After a comforting reminder that Jesus hasn’t come to condemn the world—that is, to judge us—but to save humanity through him, he reaffirms the importance of believing in him a third time. “Everyone who believes faces no condemnation. But those who don’t believe stand condemned already.”
To be born again means to believe in Jesus. He says so three times to emphasize belief as an essential truth and to make sure we don’t miss it.
The Bible doesn’t record Nicodemus’s response to Jesus’s call to be reborn by believing in him. But we can infer he says, “Yes.”
The second time we read of Nicodemus, he advocates for Jesus’s life in front of the religious rulers. Though his words don’t sway them and result in them attacking him, at least he takes a stand for what’s right and doesn’t keep silent.
The last time we hear of Nicodemus occurs after Jesus’s death. In a bold act, Nicodemus helps Joseph of Arimathea prepare Jesus’s body for burial, according to the custom of the day.
At first Nicodemus approaches Jesus in private. Next, he takes a public stand for Jesus. Last, he shows his affinity for Jesus by helping bury his body.
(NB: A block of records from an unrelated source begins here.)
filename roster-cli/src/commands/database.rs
//! Postgres connection flags shared by `serve` and `migrate`

use clap::Args;
use roster_server::config::{DEFAULT_DB_PORT, DEFAULT_MAX_CONNECTIONS};
use roster_server::PostgresSettings;

/// Relational store connection arguments
#[derive(Args, Debug, Clone)]
pub struct DatabaseArgs {
    /// Database URL (takes precedence over the DB_* parts)
    #[arg(long, env = "DATABASE_URL")]
    pub database_url: Option<String>,

    /// Database host
    #[arg(long, env = "DB_HOST")]
    pub db_host: Option<String>,

    /// Database port
    #[arg(long, env = "DB_PORT", default_value_t = DEFAULT_DB_PORT)]
    pub db_port: u16,

    /// Database user
    #[arg(long, env = "DB_USER")]
    pub db_user: Option<String>,

    /// Database password
    #[arg(long, env = "DB_PASSWORD", hide_env_values = true)]
    pub db_password: Option<String>,

    /// Database name
    #[arg(long, env = "DB_NAME")]
    pub db_name: Option<String>,

    /// Maximum pooled connections
    #[arg(long, env = "DB_MAX_CONNECTIONS", default_value_t = DEFAULT_MAX_CONNECTIONS)]
    pub max_connections: u32,
}

impl From<DatabaseArgs> for PostgresSettings {
    fn from(args: DatabaseArgs) -> Self {
        Self {
            url: args.database_url,
            host: args.db_host,
            port: args.db_port,
            user: args.db_user,
            password: args.db_password,
            database: args.db_name,
            max_connections: args.max_connections,
        }
    }
}
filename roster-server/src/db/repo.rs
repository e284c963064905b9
//! User repository - deadline-bounded access to a [`UserStore`]
//!
//! Handlers go through this facade rather than the store directly. Each
//! call races the store future against the configured deadline; when the
//! deadline fires (or the request future is dropped) the store future is
//! dropped with it, which aborts the in-flight driver call.

use std::future::Future;
use std::time::Duration;

use roster_core::{User, UserPayload};

use super::{DbError, UserStore};

/// User repository
pub struct UserRepo<'a> {
    store: &'a dyn UserStore,
    timeout: Duration,
}

impl<'a> UserRepo<'a> {
    pub fn new(store: &'a dyn UserStore, timeout: Duration) -> Self {
        Self { store, timeout }
    }

    pub async fn list(&self) -> Result<Vec<User>, DbError> {
        self.bounded("list_users", self.store.list()).await
    }

    pub async fn get(&self, id: &str) -> Result<User, DbError> {
        self.bounded("get_user", self.store.get(id)).await
    }

    pub async fn create(&self, payload: UserPayload) -> Result<User, DbError> {
        self.bounded("create_user", self.store.create(payload)).await
    }

    pub async fn update(&self, id: &str, payload: UserPayload) -> Result<User, DbError> {
        self.bounded("update_user", self.store.update(id, payload)).await
    }

    pub async fn delete(&self, id: &str) -> Result<(), DbError> {
        self.bounded("delete_user", self.store.delete(id)).await
    }

    async fn bounded<T>(
        &self,
        operation: &'static str,
        fut: impl Future<Output = Result<T, DbError>>,
    ) -> Result<T, DbError> {
        tokio::time::timeout(self.timeout, fut)
            .await
            .map_err(|_| DbError::Timeout {
                operation,
                timeout: self.timeout,
            })?
    }
}

#[cfg(test)]
mod tests {
    use async_trait::async_trait;

    use super::*;
    use crate::config::Backend;
    use crate::db::MemoryUserStore;

    /// Store whose every call hangs until the test clock moves past the deadline.
    struct StalledStore;

    #[async_trait]
    impl UserStore for StalledStore {
        fn backend(&self) -> Backend {
            Backend::Memory
        }

        async fn list(&self) -> Result<Vec<User>, DbError> {
            std::future::pending().await
        }

        async fn get(&self, _id: &str) -> Result<User, DbError> {
            std::future::pending().await
        }

        async fn create(&self, _payload: UserPayload) -> Result<User, DbError> {
            std::future::pending().await
        }

        async fn update(&self, _id: &str, _payload: UserPayload) -> Result<User, DbError> {
            std::future::pending().await
        }

        async fn delete(&self, _id: &str) -> Result<(), DbError> {
            std::future::pending().await
        }
    }

    #[tokio::test(start_paused = true)]
    async fn stalled_store_times_out() {
        let repo = UserRepo::new(&StalledStore, Duration::from_millis(50));

        let err = repo.list().await.unwrap_err();
        assert!(matches!(
            err,
            DbError::Timeout {
                operation: "list_users",
                ..
            }
        ));

        let err = repo.delete("x").await.unwrap_err();
        assert!(matches!(
            err,
            DbError::Timeout {
                operation: "delete_user",
                ..
            }
        ));
    }

    #[tokio::test]
    async fn passes_results_through() {
        let store = MemoryUserStore::new();
        let repo = UserRepo::new(&store, Duration::from_secs(1));

        let created = repo
            .create(UserPayload {
                email: "a@x.com".into(),
                first_name: "A".into(),
                last_name: "B".into(),
                age: 30,
                aliases: None,
            })
            .await
            .unwrap();

        assert_eq!(repo.get(&created.id).await.unwrap(), created);
        assert_eq!(repo.list().await.unwrap().len(), 1);
    }
}
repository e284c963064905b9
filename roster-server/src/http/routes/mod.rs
//! Route handlers organized by resource

pub mod health;
pub mod users;
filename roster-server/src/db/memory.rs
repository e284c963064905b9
//! In-process user store
//!
//! Nothing is persisted. Used by the HTTP tests and for running the server
//! without a database. Ids are UUID v4 and follow the same format rules as
//! the postgres store, so handlers behave identically on both.

use async_trait::async_trait;
use roster_core::{User, UserPayload};
use tokio::sync::RwLock;
use uuid::Uuid;

use super::postgres::parse_uuid;
use super::{DbError, UserStore};
use crate::config::Backend;

/// Memory-backed [`UserStore`]
#[derive(Debug, Default)]
pub struct MemoryUserStore {
    // Vec keeps insertion order for list()
    users: RwLock<Vec<User>>,
}

impl MemoryUserStore {
    pub fn new() -> Self {
        Self::default()
    }
}

/// Canonical form of a path id, so `ABC...` and `abc...` address the same user.
fn canonical_id(id: &str) -> Result<String, DbError> {
    parse_uuid(id).map(|uuid| uuid.to_string())
}

#[async_trait]
impl UserStore for MemoryUserStore {
    fn backend(&self) -> Backend {
        Backend::Memory
    }

    async fn list(&self) -> Result<Vec<User>, DbError> {
        Ok(self.users.read().await.clone())
    }

    async fn get(&self, id: &str) -> Result<User, DbError> {
        let key = canonical_id(id)?;
        self.users
            .read()
            .await
            .iter()
            .find(|u| u.id == key)
            .cloned()
            .ok_or_else(|| DbError::user_not_found(id))
    }

    async fn create(&self, payload: UserPayload) -> Result<User, DbError> {
        let user = payload.into_user(Uuid::new_v4().to_string());
        self.users.write().await.push(user.clone());
        Ok(user)
    }

    async fn update(&self, id: &str, payload: UserPayload) -> Result<User, DbError> {
        let key = canonical_id(id)?;
        let mut users = self.users.write().await;
        let slot = users
            .iter_mut()
            .find(|u| u.id == key)
            .ok_or_else(|| DbError::user_not_found(id))?;

        *slot = payload.into_user(key);
        Ok(slot.clone())
    }

    async fn delete(&self, id: &str) -> Result<(), DbError> {
        let key = canonical_id(id)?;
        self.users.write().await.retain(|u| u.id != key);
        Ok(())
    }
}
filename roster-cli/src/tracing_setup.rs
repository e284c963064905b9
//! Tracing setup for the roster CLI
//!
//! Usage:
//!   roster --debug serve              # Debug logging to console
//!   RUST_LOG=roster_server=debug roster serve  # Fine-grained log control
//!
//! Environment variables:
//!   RUST_LOG                          # Log filter (default: info)

use anyhow::{anyhow, Result};
use tracing_subscriber::EnvFilter;

/// Tracing configuration options
#[derive(Debug, Clone, Default)]
pub struct TracingConfig {
    /// Enable debug logging (sets the filter to debug if RUST_LOG is unset)
    pub debug: bool,
}

/// Initialize console tracing
pub fn init_tracing(config: &TracingConfig) -> Result<()> {
    let default_level = if config.debug { "debug" } else { "info" };
    let filter =
        EnvFilter::try_from_default_env().unwrap_or_else(|_| EnvFilter::new(default_level));

    tracing_subscriber::fmt()
        .with_env_filter(filter)
        .with_target(config.debug) // Show targets in debug mode
        .compact()
        .try_init()
        .map_err(|err| anyhow!(err))
}
//! Smoke tests to verify command wiring

use assert_cmd::Command;
use predicates::prelude::*;

#[test]
fn test_top_level_help() {
    let mut cmd = Command::cargo_bin("roster").unwrap();
    cmd.arg("--help");

    cmd.assert()
        .success()
        .stdout(predicate::str::contains("serve"))
        .stdout(predicate::str::contains("migrate"));
}

#[test]
fn test_version() {
    let mut cmd = Command::cargo_bin("roster").unwrap();
    cmd.arg("--version");

    cmd.assert()
        .success()
        .stdout(predicate::str::contains(env!("CARGO_PKG_VERSION")));
}

// === Serve Command Tests ===

#[test]
fn test_serve_help() {
    let mut cmd = Command::cargo_bin("roster").unwrap();
    cmd.arg("serve").arg("--help");

    cmd.assert()
        .success()
        .stdout(predicate::str::contains("Storage backend"))
        .stdout(predicate::str::contains("SERVER_PORT"))
        .stdout(predicate::str::contains("DATABASE_URL"));
}

#[test]
fn test_serve_rejects_unknown_backend() {
    let mut cmd = Command::cargo_bin("roster").unwrap();
    cmd.arg("serve").arg("--backend").arg("sqlite");

    cmd.assert()
        .failure()
        .stderr(predicate::str::contains("unknown storage backend"));
}

#[test]
fn test_serve_postgres_without_settings_fails() {
    let mut cmd = Command::cargo_bin("roster").unwrap();
    cmd.current_dir(std::env::temp_dir())
        .env_remove("DATABASE_URL")
        .env_remove("DB_HOST")
        .env("ROSTER_BACKEND", "postgres")
        .arg("serve");

    cmd.assert()
        .failure()
        .stderr(predicate::str::contains("DATABASE_URL or DB_HOST"));
}

// === Migrate Command Tests ===

#[test]
fn test_migrate_help() {
    let mut cmd = Command::cargo_bin("roster").unwrap();
    cmd.arg("migrate").arg("--help");

    cmd.assert()
        .success()
        .stdout(predicate::str::contains("Direction"));
}

#[test]
fn test_migrate_rejects_unknown_direction() {
    let mut cmd = Command::cargo_bin("roster").unwrap();
    cmd.arg("migrate").arg("--dir").arg("sideways");

    cmd.assert()
        .failure()
        .stderr(predicate::str::contains("unknown migration direction"));
}

// === Completions Tests ===

#[test]
fn test_completions_bash() {
    let mut cmd = Command::cargo_bin("roster").unwrap();
    cmd.arg("completions").arg("bash");

    cmd.assert()
        .success()
        .stdout(predicate::str::contains("roster"));
}
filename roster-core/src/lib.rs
//! roster-core: domain types for the roster user service
//!
//! Holds the [`User`] entity, the write payload shared by create and
//! update, and the validation rules applied to it. Storage backends and
//! the HTTP layer live in `roster-server`.

pub mod user;
pub mod validation;

pub use user::{User, UserPayload, MAX_TEXT_LEN};
pub use validation::ValidationError;
//! User entity and write payload
//!
//! A [`User`] is what the stores hand back: identity plus the mutable
//! fields. A [`UserPayload`] is what create and update accept. Update is a
//! full replacement, so both operations share the same payload and the
//! same validation.

use once_cell::sync::Lazy;
use regex::Regex;
use serde::{Deserialize, Serialize};

use crate::ValidationError;

/// Maximum length for email, names and individual aliases
pub const MAX_TEXT_LEN: usize = 255;

/// One `@`, no whitespace, something on both sides.
static EMAIL_RE: Lazy<Regex> =
    Lazy::new(|| Regex::new(r"^[^@\s]+@[^@\s]+$").expect("invalid email regex"));

/// A stored user record.
///
/// `id` is opaque to everything above the store: a UUID for the relational
/// and in-process backends, a 24-char hex ObjectId for the document backend.
#[derive(Debug, Clone, PartialEq, Eq)]
pub struct User {
    pub id: String,
    pub email: String,
    pub first_name: String,
    pub last_name: String,
    pub age: i32,
    pub aliases: Option<Vec<String>>,
}

/// Create/update request body.
///
/// All four core fields are required; a body missing any of them fails to
/// decode. `aliases` may be absent, null, or a (possibly empty) list.
#[derive(Debug, Clone, PartialEq, Eq, Serialize, Deserialize)]
#[serde(rename_all = "camelCase")]
pub struct UserPayload {
    pub email: String,
    pub first_name: String,
    pub last_name: String,
    pub age: i32,
    #[serde(default)]
    pub aliases: Option<Vec<String>>,
}

impl UserPayload {
    /// Check field-level rules.
    ///
    /// # Rules
    /// - email, first and last name: non-blank, max 255 characters
    /// - email must look like `local@domain`
    /// - age must not be negative
    /// - every alias non-blank, max 255 characters
    ///
    /// # Example
    /// ```
    /// use roster_core::UserPayload;
    ///
    /// let payload = UserPayload {
    ///     email: "a@x.com".into(),
    ///     first_name: "A".into(),
    ///     last_name: "B".into(),
    ///     age: 30,
    ///     aliases: None,
    /// };
    /// assert!(payload.validate().is_ok());
    /// ```
    pub fn validate(&self) -> Result<(), ValidationError> {
        check_text("email", &self.email)?;
        check_text("firstName", &self.first_name)?;
        check_text("lastName", &self.last_name)?;

        if !EMAIL_RE.is_match(&self.email) {
            return Err(ValidationError::InvalidFormat {
                field: "email",
                reason: "must look like name@domain",
            });
        }

        if self.age < 0 {
            return Err(ValidationError::Negative { field: "age" });
        }

        if let Some(aliases) = &self.aliases {
            for alias in aliases {
                check_text("aliases", alias)?;
            }
        }

        Ok(())
    }

    /// Drop aliases, for deployments running without the aliases column.
    #[must_use]
    pub fn without_aliases(mut self) -> Self {
        self.aliases = None;
        self
    }

    /// Materialize a record with the given identifier.
    pub fn into_user(self, id: impl Into<String>) -> User {
        User {
            id: id.into(),
            email: self.email,
            first_name: self.first_name,
            last_name: self.last_name,
            age: self.age,
            aliases: self.aliases,
        }
    }
}

fn check_text(field: &'static str, value: &str) -> Result<(), ValidationError> {
    if value.trim().is_empty() {
        return Err(ValidationError::Empty { field });
    }
    if value.chars().count() > MAX_TEXT_LEN {
        return Err(ValidationError::TooLong {
            field,
            max: MAX_TEXT_LEN,
        });
    }
    Ok(())
}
The actions of Nicodemus show he is born again.
Questions:
- How much of your faith do you hide from others and keep a secret?
- What question do you have burning in your soul? How can you find an answer?
- How do you understand being born again?
- What can you do to take a stand for Jesus?
- How willing are you to take a stand for what’s right and not keep silent?
Discover more about being born again in 1 Peter 1:23. Learn more about Nicodemus in John 7:50–52 and John 19:38–42. What insights can you glean from these passages?
Read the next lesson or start at the beginning of this study.
Read more in Peter’s new book, Living Water: 40 Reflections on Jesus’s Life and Love from the Gospel of John, available everywhere in e-book, paperback, and hardcover.
Peter DeHaan writes about biblical Christianity to confront status quo religion and live a life that matters. He seeks a fresh approach to following Jesus through the lens of Scripture, without the baggage of made-up traditions and meaningless practices.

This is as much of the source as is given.